Setiap selesai mengaji dan salat Isya, Gibran dan kawan-kawan biasanya tidak pulang, mereka menginap di masjid sambil mengerjakan PR sekolah. Bapak-bapak menemani sambil mengobrol dan ngopi. Beberapa diantara mereka ada juga yang mengaji kitab kuning bersama ustad Jajang. Pukul sembilan malam setelah ustad dan bapak-bapak pulang, barulah anak- anak melakukan kegiatan masing-masing. Ada yang langsung rebahan tidur. Ada yang masih ngobrol, ada juga yang bermain tebak-tebakkan menunggu kantuk datang. Kebiasaan ini adalah tradisi yang dibangun ustad Jajang agar anak laki-laki mencintai masjid. Karena di zaman milenial ini banyak sekali laki-laki yang sudah melupakan masjid, padahal masjid adalah satu-satunya tempat yang harusnya dimakmurkan. Subuh, selesai salat barulah pulang untuk sekolah. Tetapi saat ini, air di masjid sedang bermasalah. Mereka tidak menginap di masjid. Ustad Jajang pun memaklumi dan menghentikan kegiatan ini untuk sementara.

***

Waktu merambat malam, dan siap mengantarkan semua makhluk istirahat. Tahrim dan azan awal pun mulai sayup-sayup dilantunkan dari beberapa masjid. Bergegas orang- orang salat.

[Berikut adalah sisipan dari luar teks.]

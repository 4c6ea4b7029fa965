//! Source table route handlers

use crate::error::AppResult;
use crate::models::{ListTablesQuery, SchemaData, SuccessResponse, TableListData};
use crate::source::TableKind;
use crate::state::SharedState;
use axum::{
    extract::{Path, Query, State},
    Json,
};
use tracing::debug;

/// Parse a comma separated `kind` parameter
fn parse_kinds(raw: Option<&str>) -> AppResult<Vec<TableKind>> {
    raw.unwrap_or_default()
        .split(',')
        .map(str::trim)
        .filter(|k| !k.is_empty())
        .map(str::parse::<TableKind>)
        .collect()
}

/// List candidate tables of the source
pub async fn list_tables(
    State(state): State<SharedState>,
    Query(query): Query<ListTablesQuery>,
) -> AppResult<Json<SuccessResponse<TableListData>>> {
    let kinds = parse_kinds(query.kind.as_deref())?;
    let tables = state.engine.list_candidates(&kinds).await?;
    debug!("Listed {} tables", tables.len());

    Ok(Json(SuccessResponse::with_data(
        format!("Found {} tables", tables.len()),
        TableListData { tables },
    )))
}

/// Introspected schema of one table
pub async fn get_schema(
    State(state): State<SharedState>,
    Path(table): Path<String>,
) -> AppResult<Json<SuccessResponse<SchemaData>>> {
    let schema = state.engine.schema(&table).await?;
    Ok(Json(SuccessResponse::with_data(
        format!("{} has {} columns", schema.name, schema.columns.len()),
        SchemaData { schema },
    )))
}
//! Error handling module
//!
//! Provides unified error types for the snapshot engine and its HTTP surface.

use axum::{
    http::StatusCode,
    response::{IntoResponse, Response},
    Json,
};
use serde::Serialize;
use thiserror::Error;
use tracing::error;

/// Application-wide error type
#[derive(Error, Debug)]
pub enum AppError {
    /// A source column type that neither the standard mapping, the named-type
    /// catalog nor the override table can resolve.
    #[error("Unknown column type {code} ({type_name}) at {table}.{column}")]
    UnknownType {
        table: String,
        column: String,
        code: i32,
        type_name: String,
    },

    #[error("Table {table} has {found} snapshot version(s), {required} required")]
    NoVersion {
        table: String,
        required: usize,
        found: usize,
    },

    #[error("Version allocation failed: {0}")]
    VersionAllocation(#[source] rusqlite::Error),

    #[error("Snapshot of {table} failed: {source}")]
    Snapshot {
        table: String,
        #[source]
        source: Box<AppError>,
    },

    #[error("Database error: {0}")]
    Database(#[from] tokio_postgres::Error),

    #[error("Pool error: {0}")]
    Pool(#[from] deadpool_postgres::PoolError),

    #[error("Local store error: {0}")]
    Sqlite(#[from] rusqlite::Error),

    #[error("Conversion error: {0}")]
    Conversion(String),

    #[error("I/O error: {0}")]
    Io(#[from] std::io::Error),

    #[error("Serialization error: {0}")]
    Json(#[from] serde_json::Error),

    #[error("Validation error: {0}")]
    Validation(String),

    #[error("Not found: {0}")]
    NotFound(String),

    #[error("Configuration error: {0}")]
    Config(String),

    #[error("Internal error: {0}")]
    Internal(String),
}

impl AppError {
    /// Wrap an error with the name of the table being captured.
    pub fn snapshot(table: impl Into<String>, source: AppError) -> Self {
        match source {
            // already carries table context
            AppError::Snapshot { .. } => source,
            other => AppError::Snapshot {
                table: table.into(),
                source: Box::new(other),
            },
        }
    }

    /// The innermost error, looking through `Snapshot` wrappers.
    pub fn root(&self) -> &AppError {
        match self {
            AppError::Snapshot { source, .. } => source.root(),
            other => other,
        }
    }
}

/// Result type alias used across the crate
pub type AppResult<T> = Result<T, AppError>;

/// Error response structure
#[derive(Serialize)]
pub struct ErrorResponse {
    pub success: bool,
    pub message: String,
    #[serde(skip_serializing_if = "Option::is_none")]
    pub error: Option<String>,
    #[serde(skip_serializing_if = "Option::is_none")]
    pub code: Option<String>,
}

impl IntoResponse for AppError {
    fn into_response(self) -> Response {
        let (status, error_code, message, details) = match self.root() {
            AppError::UnknownType { .. } => (
                StatusCode::UNPROCESSABLE_ENTITY,
                "UNKNOWN_TYPE",
                self.to_string(),
                None,
            ),
            AppError::NoVersion { .. } => (
                StatusCode::CONFLICT,
                "NO_VERSION",
                self.to_string(),
                None,
            ),
            AppError::Validation(msg) => (
                StatusCode::BAD_REQUEST,
                "VALIDATION_ERROR",
                msg.clone(),
                None,
            ),
            AppError::NotFound(msg) => (
                StatusCode::NOT_FOUND,
                "NOT_FOUND",
                msg.clone(),
                None,
            ),
            AppError::Pool(e) => {
                error!("Pool error: {:?}", e);
                (
                    StatusCode::SERVICE_UNAVAILABLE,
                    "POOL_EXHAUSTED",
                    "Source connection pool exhausted".to_string(),
                    Some(e.to_string()),
                )
            }
            AppError::Database(_) | AppError::Sqlite(_) | AppError::VersionAllocation(_) => {
                error!("Database error: {}", self);
                (
                    StatusCode::INTERNAL_SERVER_ERROR,
                    "DATABASE_ERROR",
                    "A database error occurred".to_string(),
                    Some(self.to_string()),
                )
            }
            _ => {
                error!("Internal error: {}", self);
                (
                    StatusCode::INTERNAL_SERVER_ERROR,
                    "INTERNAL_ERROR",
                    "An internal error occurred".to_string(),
                    Some(self.to_string()),
                )
            }
        };

        let body = Json(ErrorResponse {
            success: false,
            message,
            error: details,
            code: Some(error_code.to_string()),
        });

        (status, body).into_response()
    }
}

/// Helper function to create a validation error
pub fn validation_error(msg: impl Into<String>) -> AppError {
    AppError::Validation(msg.into())
}

#[cfg(test)]
mod tests {
    use super::*;

    #[test]
    fn snapshot_wrapping_is_not_nested() {
        let inner = AppError::NotFound("emp".to_string());
        let wrapped = AppError::snapshot("EMP", inner);
        let rewrapped = AppError::snapshot("OTHER", wrapped);

        match &rewrapped {
            AppError::Snapshot { table, .. } => assert_eq!(table, "EMP"),
            other => panic!("unexpected {other:?}"),
        }
        assert!(matches!(rewrapped.root(), AppError::NotFound(_)));
    }

    #[test]
    fn no_version_maps_to_conflict() {
        let err = AppError::NoVersion {
            table: "emp".to_string(),
            required: 2,
            found: 1,
        };
        assert_eq!(err.into_response().status(), StatusCode::CONFLICT);
    }
}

Seperti biasa mereka berwudu di rumah masing-masing. Sementara Gibran lagi- lagi kesiangan. Segera diambilnya sarung dan kopiah. Dengan berlari dia menuju masjid, berharap tidak ketinggalan salat berjamaah. Untungnya baru iqomah. Gibran menuju tempat wudu, dan membuka kerannya. Air pun mengalir dengan derasnya, berwudulah dia.

Selepas salat dan zikir, aki Daud bertanya siapa yang tadi ke tempat wudu. “Siapa yang baru saja wudu?” tanya aki.

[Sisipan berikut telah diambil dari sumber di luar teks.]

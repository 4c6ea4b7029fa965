//! Application state management
//!
//! Contains shared state accessible across all handlers and CLI commands.

use crate::config::Settings;
use crate::error::AppResult;
use crate::snapshot::SnapshotEngine;
use crate::source::{PostgresSource, SourceDatabase, SourceKind, SqliteSource};
use crate::store::LocalStore;
use std::sync::Arc;
use tracing::info;

/// Application state shared across all handlers
pub struct AppState {
    pub engine: SnapshotEngine,
}

impl AppState {
    pub fn new(engine: SnapshotEngine) -> Self {
        Self { engine }
    }

    /// Connect the source, open the local store and build the engine
    pub async fn from_settings(settings: &Settings) -> AppResult<Self> {
        let source = connect_source(settings).await?;
        let store = LocalStore::open(&settings.store.path)?;
        info!("Local store: {}", settings.store.path.display());

        let engine = SnapshotEngine::new(source, store, settings.snapshot.clone()).await?;
        if let Some(path) = &settings.store.table_definitions {
            engine.introspector().load_definitions(path).await?;
        }

        Ok(Self::new(engine))
    }
}

async fn connect_source(settings: &Settings) -> AppResult<Arc<dyn SourceDatabase>> {
    let source: Arc<dyn SourceDatabase> = match SourceKind::from_url(&settings.source.url)? {
        SourceKind::Postgres(url) => Arc::new(
            PostgresSource::connect(
                &url,
                &settings.source.schema,
                settings.source.max_connections,
            )
            .await?,
        ),
        SourceKind::Sqlite(path) if path == ":memory:" => Arc::new(SqliteSource::in_memory()?),
        SourceKind::Sqlite(path) => Arc::new(SqliteSource::open(path)?),
    };
    info!("Source dialect: {}", source.dialect());
    Ok(source)
}

/// Type alias for shared state
pub type SharedState = Arc<AppState>;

“Saya aki...memangnya kenapa ki?” jawab Gibran.

“Mmm...berarti ada yang mengisi bak air wudu...setahu aki, sumur masjid kita ini kan belum ada airnya, apalagi sekrang sedang musim kemarau. Lagian warga disini yang tidak kehabisan air cuma satu, keluarga Joko saja.” kata Aki heran.

Gibran baru sadar bahwa di masjid tidak ada air, tapi kenapa tadi bak wudu penuh? Jamaah yang lain pun kebingungan. Bergegas mereka menuju tempat wudu. Benar saja! Bak ukuran 3 x 1 meter dengan kedalaman 1 meter itu penuh dengan air. Tampak bekas percikan wudu Gibran tadi. Ditengoknya sumur di samping bak wudu itu, tampak sumur belum ada airnya, kering.

“Alhamdulillah ini adalah berkah, siapa pun yang mengisi bak wudu masjid ini akan mendapat pahala berlipat karena memberi kelapangan bagi orang yang mau berwudu,” kata ustad Jajang kepada jamaah, sembari memberikan senyuman.

***

Kejadian penuhnya bak wudu di masjid menjadi perbincangan orang-orang sekitar masjid. Memang, hujan yang belum kunjung datang membuat para penghuni kampung sangat menghemat persediaan air mereka. Sebetulnya ada jatah air dari sebuah pabrik tekstil sekitar kampung, tetapi karena pabrik pun sedang menerapkan kebijakan untuk menghemat air, warga pun ikut terdampak.

Lagian di kampung tersebut hanya satu yang tidak kurang persediaan air, hanya keluarga Joko. Joko? Hm rasanya tidak mungkin. Lagian Joko kurang berbaur dengan warga sekitar.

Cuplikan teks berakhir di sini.